Nineveh’s Inescapable Fate
8 Are you better than No-amon[b](D)
that was set among the Nile’s canals,
Surrounded by waters,
with the river for her rampart
and water for her wall?
9 Ethiopia was her strength,
and Egypt without end;
Put[c] and the Libyans
were her allies.
10 Yet even she became an exile,
and went into captivity;
Even her little ones were dashed to pieces
at the corner of every street;
For her nobles they cast lots,
and all her great ones were put into chains.

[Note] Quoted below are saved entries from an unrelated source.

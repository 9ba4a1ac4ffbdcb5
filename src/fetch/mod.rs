use async_trait::async_trait;
use serde::de::DeserializeOwned;
use std::fmt;
use thiserror::Error;

use crate::logging::log_fetch_failure;
use crate::model::{DistributionEntry, InsightsSummary, KpiSet, RadarPoint, Report, TrendPoint};

pub mod http;
pub mod stub;

/// One endpoint of the analytics API.
#[derive(Debug, Clone, Copy, PartialEq, Eq, Hash)]
pub enum Category {
    Kpis,
    Distribution,
    Radar,
    Trend,
    Insights,
    WeeklyReport,
}

impl Category {
    /// The five bulk categories, in the order a round initiates them.
    pub const BULK: [Category; 5] = [
        Category::Kpis,
        Category::Distribution,
        Category::Radar,
        Category::Trend,
        Category::Insights,
    ];

    pub fn path(&self) -> &'static str {
        match self {
            Category::Kpis => "/kpis",
            Category::Distribution => "/entity-distribution",
            Category::Radar => "/radar-metrics",
            Category::Trend => "/trend-series",
            Category::Insights => "/insights",
            Category::WeeklyReport => "/weekly-report",
        }
    }

    /// Path relative to the API base.
    pub fn relative(&self) -> &'static str {
        &self.path()[1..]
    }
}

impl fmt::Display for Category {
    fn fmt(&self, f: &mut fmt::Formatter<'_>) -> fmt::Result {
        f.write_str(self.path())
    }
}

#[derive(Debug, Clone, Copy, PartialEq, Eq)]
pub enum ErrorKind {
    Transport,
    Decode,
}

impl ErrorKind {
    pub fn as_str(&self) -> &'static str {
        match self {
            ErrorKind::Transport => "transport",
            ErrorKind::Decode => "decode",
        }
    }
}

#[derive(Debug, Error)]
pub enum FetchError {
    #[error("{category}: request did not complete: {detail}")]
    Transport { category: Category, detail: String },
    #[error("{category}: server answered HTTP {status}")]
    Status { category: Category, status: u16 },
    #[error("{category}: body does not match expected shape: {source}")]
    Decode {
        category: Category,
        #[source]
        source: serde_json::Error,
    },
}

impl FetchError {
    /// A non-2xx status yields no usable body, so it counts as transport.
    pub fn kind(&self) -> ErrorKind {
        match self {
            FetchError::Transport { .. } | FetchError::Status { .. } => ErrorKind::Transport,
            FetchError::Decode { .. } => ErrorKind::Decode,
        }
    }

    pub fn category(&self) -> Category {
        match self {
            FetchError::Transport { category, .. }
            | FetchError::Status { category, .. }
            | FetchError::Decode { category, .. } => *category,
        }
    }
}

/// Raw body retrieval for one category. Implementations do not retry.
#[async_trait]
pub trait Transport: Send + Sync {
    async fn get(&self, category: Category) -> Result<Vec<u8>, FetchError>;
}

/// Retrieves and decodes one category per call.
pub struct MetricFetcher<T> {
    transport: T,
}

impl<T: Transport> MetricFetcher<T> {
    pub fn new(transport: T) -> Self {
        Self { transport }
    }

    pub fn transport(&self) -> &T {
        &self.transport
    }

    pub async fn kpis(&self) -> Result<KpiSet, FetchError> {
        self.fetch(Category::Kpis).await
    }

    pub async fn distribution(&self) -> Result<Vec<DistributionEntry>, FetchError> {
        self.fetch(Category::Distribution).await
    }

    pub async fn radar(&self) -> Result<Vec<RadarPoint>, FetchError> {
        self.fetch(Category::Radar).await
    }

    pub async fn trend(&self) -> Result<Vec<TrendPoint>, FetchError> {
        self.fetch(Category::Trend).await
    }

    pub async fn insights(&self) -> Result<InsightsSummary, FetchError> {
        self.fetch(Category::Insights).await
    }

    pub async fn weekly_report(&self) -> Result<Report, FetchError> {
        self.fetch(Category::WeeklyReport).await
    }

    async fn fetch<V: DeserializeOwned>(&self, category: Category) -> Result<V, FetchError> {
        let result = match self.transport.get(category).await {
            Ok(body) => serde_json::from_slice(&body)
                .map_err(|source| FetchError::Decode { category, source }),
            Err(err) => Err(err),
        };
        if let Err(err) = &result {
            log_fetch_failure(category.path(), err.kind().as_str(), &err.to_string());
        }
        result
    }
}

11 You, too, will drink of this;
you will be overcome;(E)
You, too, will seek
a refuge from the foe.
12 But all your fortresses are fig trees,
bearing early figs;[d]
When shaken, they fall
into the devourer’s mouth.
13 Indeed your troops
are women in your midst;
To your foes are open wide
the gates of your land,
fire has consumed their bars.
14 Draw water for the siege,[e]
strengthen your fortresses;
Go down into the mud
and tread the clay,
take hold of the brick mold!
15 There the fire will consume you,
the sword will cut you down;
it will consume you like the grasshoppers.

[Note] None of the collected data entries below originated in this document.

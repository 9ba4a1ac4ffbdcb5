use serde_json::json;
use std::sync::Arc;
use thiserror::Error;

use crate::fetch::{FetchError, MetricFetcher, Transport};
use crate::logging::{log_round, ProfileScope};
use crate::model::{DistributionEntry, InsightsSummary, KpiSet, RadarPoint, TrendPoint, ViewModel};
use crate::store::ViewModelStore;

/// A round in which at least one category failed. Every failure is listed.
#[derive(Debug, Error)]
#[error("aggregation round {round} failed in {} of 5 categories", .failures.len())]
pub struct AggregationError {
    pub round: u64,
    pub failures: Vec<FetchError>,
}

/// Fans out the five bulk fetches and swaps the view only when all succeed.
pub struct AggregationCoordinator<T> {
    fetcher: Arc<MetricFetcher<T>>,
    store: Arc<ViewModelStore>,
}

impl<T: Transport> AggregationCoordinator<T> {
    pub fn new(fetcher: Arc<MetricFetcher<T>>, store: Arc<ViewModelStore>) -> Self {
        Self { fetcher, store }
    }

    /// Run exactly one round. On failure the held view is left as it was.
    pub async fn load_all(&self) -> Result<ViewModel, AggregationError> {
        let round = self.store.rounds().total() + 1;
        let _scope = ProfileScope::with_context("aggregation_round", &[("round", json!(round))]);
        let before = self.store.view().fingerprint();

        // Initiated in this order on first poll; settles in any order.
        let f = &self.fetcher;
        let (kpis, distribution, radar, trend, insights) =
            tokio::join!(f.kpis(), f.distribution(), f.radar(), f.trend(), f.insights());

        match assemble(kpis, distribution, radar, trend, insights) {
            Ok(view) => {
                let after = view.fingerprint();
                self.store.replace_view(view.clone());
                log_round(round, "replaced", &[], &before, &after);
                Ok(view)
            }
            Err(failures) => {
                self.store.record_failed_round();
                let failed: Vec<&str> = failures.iter().map(|e| e.category().path()).collect();
                log_round(round, "retained", &failed, &before, &before);
                Err(AggregationError { round, failures })
            }
        }
    }
}

fn assemble(
    kpis: Result<KpiSet, FetchError>,
    distribution: Result<Vec<DistributionEntry>, FetchError>,
    radar: Result<Vec<RadarPoint>, FetchError>,
    trend: Result<Vec<TrendPoint>, FetchError>,
    insights: Result<InsightsSummary, FetchError>,
) -> Result<ViewModel, Vec<FetchError>> {
    match (kpis, distribution, radar, trend, insights) {
        (Ok(kpis), Ok(distribution), Ok(radar), Ok(trend), Ok(insights)) => Ok(ViewModel {
            kpis,
            distribution,
            radar,
            trend,
            insights,
        }),
        (k, d, r, t, i) => Err([k.err(), d.err(), r.err(), t.err(), i.err()]
            .into_iter()
            .flatten()
            .collect()),
    }
}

Multiply like the grasshoppers,
multiply like the locusts!(F)
16 You have made your traders[f] more numerous
than the stars of the heavens;
like grasshoppers that shed their skins and fly away.
17 Your sentries are like locusts,
and your scribes like locust swarms
Gathered on the rubble fences
on a cold day!
Yet when the sun rises, they vanish,
and no one knows where they have gone.
18 Your shepherds slumber,
O king of Assyria,
your nobles have gone to rest;
Your people are scattered upon the mountains,
with none to gather them.
19 There is no healing for your hurt,
your wound is fatal.
All who hear this news of you
clap their hands over you;
For who has not suffered
under your endless malice?
Footnotes
- 3:5–6 The punishment for adulterous women.
- 3:8 No-amon: “No” was the Egyptian name of the capital of Upper Egypt, called Thebes by the Greeks; its patron deity was Amon. This great city was destroyed by the Assyrians in 663 B.C.
- 3:9 Put: a North African people often associated with Egypt and Ethiopia (Jer 46:8–9).
- 3:12 Early figs: the refugees from Nineveh who escape to presumably secure fortresses.
- 3:14 An ironic exhortation to prepare the city for a futile defense. Go down…brick mold: make bricks for the city walls.
- 3:16 Traders: agents of the economic exploitation that sustained and enriched the Assyrian empire.